If you have a large collection of data and have to do similar computations on each element, data parallelism is an easy way to speedup computation using multiple CPUs and machines as well as GPU(s). While this is not the only kind of parallelism, it covers a vast class of compute-intensive programs. A major hurdle for using data parallelism is that you need to unlearn some habits useful in sequential computation (i.e., patterns result in mutations of data structure). In particular, it is important to use libraries that help you describe *what* to compute rather than *how* to compute. Practically, it means to use generalized form of map and reduce operations and learn how to express your computation in terms of them. Luckily, if you already know how to write iterator comprehensions, there is not much more to learn for accessing a large class of data parallel computations.
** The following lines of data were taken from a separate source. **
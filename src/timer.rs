/// After a reset the display reads zero for this long, wall clock
pub const DISPLAY_HOLD_MS: f64 = 300.0;

/// Elapsed play time of one level run. Only grows, and only from the frame
/// deltas it's fed, so pausing is just not ticking.
#[derive(Debug, Default, Clone, PartialEq)]
pub struct LevelTimer {
    elapsed_ms: f64,
    hold_until: Option<f64>,
}

impl LevelTimer {
    pub fn new() -> Self {
        LevelTimer::default()
    }

    /// Hard reset: zero elapsed time and start the display hold at `now`
    pub fn reset(&mut self, now: f64) {
        self.elapsed_ms = 0.0;
        self.hold_until = Some(now + DISPLAY_HOLD_MS);
    }

    pub fn is_started(&self) -> bool {
        self.hold_until.is_some()
    }

    /// Accumulate one frame. A timer that was never reset resets itself first.
    /// Negative and non-finite deltas count as zero.
    pub fn tick(&mut self, now: f64, delta_ms: f64) {
        if !self.is_started() {
            self.reset(now);
        }
        if delta_ms.is_finite() && delta_ms > 0.0 {
            self.elapsed_ms += delta_ms;
        }
    }

    pub fn elapsed_ms(&self) -> f64 {
        self.elapsed_ms
    }

    pub fn elapsed_seconds(&self) -> f64 {
        self.elapsed_ms / 1000.0
    }

    /// Seconds to show at `now`; zero while the reset hold lasts
    pub fn display_seconds(&self, now: f64) -> f64 {
        match self.hold_until {
            Some(until) if now < until => 0.0,
            _ => self.elapsed_seconds(),
        }
    }

    pub fn display(&self, now: f64) -> String {
        format_time(self.display_seconds(now))
    }
}

/// `m:ss.mmm`, minutes unpadded, every part truncated
pub fn format_time(seconds: f64) -> String {
    let total_ms = if seconds.is_finite() && seconds > 0.0 {
        // truncate, but absorb the ms -> s -> ms conversion error
        (seconds * 1000.0 + 1e-6).floor() as u64
    } else {
        0
    };
    let minutes = total_ms / 60_000;
    let secs = (total_ms / 1000) % 60;
    let millis = total_ms % 1000;
    format!("{}:{:02}.{:03}", minutes, secs, millis)
}

#[cfg(test)]
mod tests {
    use super::*;
    use approx::assert_relative_eq;

    #[test]
    fn formats_minutes_seconds_millis() {
        assert_eq!(format_time(75.123), "1:15.123");
        assert_eq!(format_time(0.0), "0:00.000");
        assert_eq!(format_time(9.5), "0:09.500");
        assert_eq!(format_time(600.001), "10:00.001");
    }

    #[test]
    fn partial_milliseconds_are_dropped() {
        assert_eq!(format_time(59.9996), "0:59.999");
        assert_eq!(format_time(42.0006), "0:42.000");
        assert_eq!(format_time(1.0009), "0:01.000");
    }

    #[test]
    fn bad_inputs_format_as_zero() {
        assert_eq!(format_time(-3.0), "0:00.000");
        assert_eq!(format_time(f64::NAN), "0:00.000");
        assert_eq!(format_time(f64::INFINITY), "0:00.000");
    }

    #[test]
    fn elapsed_never_decreases() {
        let mut timer = LevelTimer::new();
        timer.reset(0.0);
        timer.tick(16.0, 16.0);
        let before = timer.elapsed_ms();
        timer.tick(17.0, -50.0);
        timer.tick(18.0, f64::NAN);
        timer.tick(19.0, f64::INFINITY);
        assert_relative_eq!(timer.elapsed_ms(), before);
        timer.tick(35.0, 16.0);
        assert_relative_eq!(timer.elapsed_ms(), 32.0);
    }

    #[test]
    fn display_is_zero_during_the_hold() {
        let mut timer = LevelTimer::new();
        timer.reset(1000.0);
        for frame in 1..=10 {
            timer.tick(1000.0 + frame as f64 * 20.0, 20.0);
        }
        assert_relative_eq!(timer.elapsed_ms(), 200.0);
        assert_eq!(timer.display(1200.0), "0:00.000");
        assert_eq!(timer.display(1300.0), "0:00.200");
    }

    #[test]
    fn first_tick_without_reset_starts_the_timer() {
        let mut timer = LevelTimer::new();
        assert!(!timer.is_started());
        timer.tick(500.0, 16.0);
        assert!(timer.is_started());
        assert_relative_eq!(timer.elapsed_ms(), 16.0);
        assert_relative_eq!(timer.display_seconds(700.0), 0.0);
        assert_relative_eq!(timer.display_seconds(800.0), 0.016);
    }
}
This introduction primary focuses on the Julia packages that I (Takafumi Arakaki `@tkf`

) have developed. As a result, it currently focuses on thread-based parallelism. There is simple distributed computing support. GPU support is a frequently requested feature but it hasn't been implemented yet. See also other parallel-computation libraries in Julia.

Also note that this introduction does not discuss how to use threading primitives such as `Threads.@spawn`

since it is too low-level and error-prone. For data parallelism, a higher-level description is much more appropriate. It also helps you write more reusable code; e.g., using the same code for single-threaded, multi-threaded, and distributed computing.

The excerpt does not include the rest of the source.